_Exercise requirements_. Each line of the data needs to be transcribed exactly.

_Task inputs_.
// SPDX-FileCopyrightText: 2026 ArcheBase
//
// SPDX-License-Identifier: MulanPSL-2.0

//! Format conversion.
//!
//! - [`ConversionEngine`] - Single-file and batch conversion over a registry
//! - [`StandardConverter`] - Converter bound to every built-in format pair
//! - [`BatchReport`] - Per-file outcomes of a batch

pub mod converter;
pub mod engine;

pub use converter::StandardConverter;
pub use engine::{BatchReport, ConversionEngine, ConversionTask, FileOutcome};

_Solution_.
// SPDX-FileCopyrightText: 2026 ArcheBase
//
// SPDX-License-Identifier: MulanPSL-2.0

//! Format conversion.
//!
//! - [`ConversionEngine`] - Single-file and batch conversion over a registry
//! - [`StandardConverter`] - Converter bound to every built-in format pair
//! - [`BatchReport`] - Per-file outcomes of a batch

pub mod converter;
pub mod engine;

pub use converter::StandardConverter;
pub use engine::{BatchReport, ConversionEngine, ConversionTask, FileOutcome};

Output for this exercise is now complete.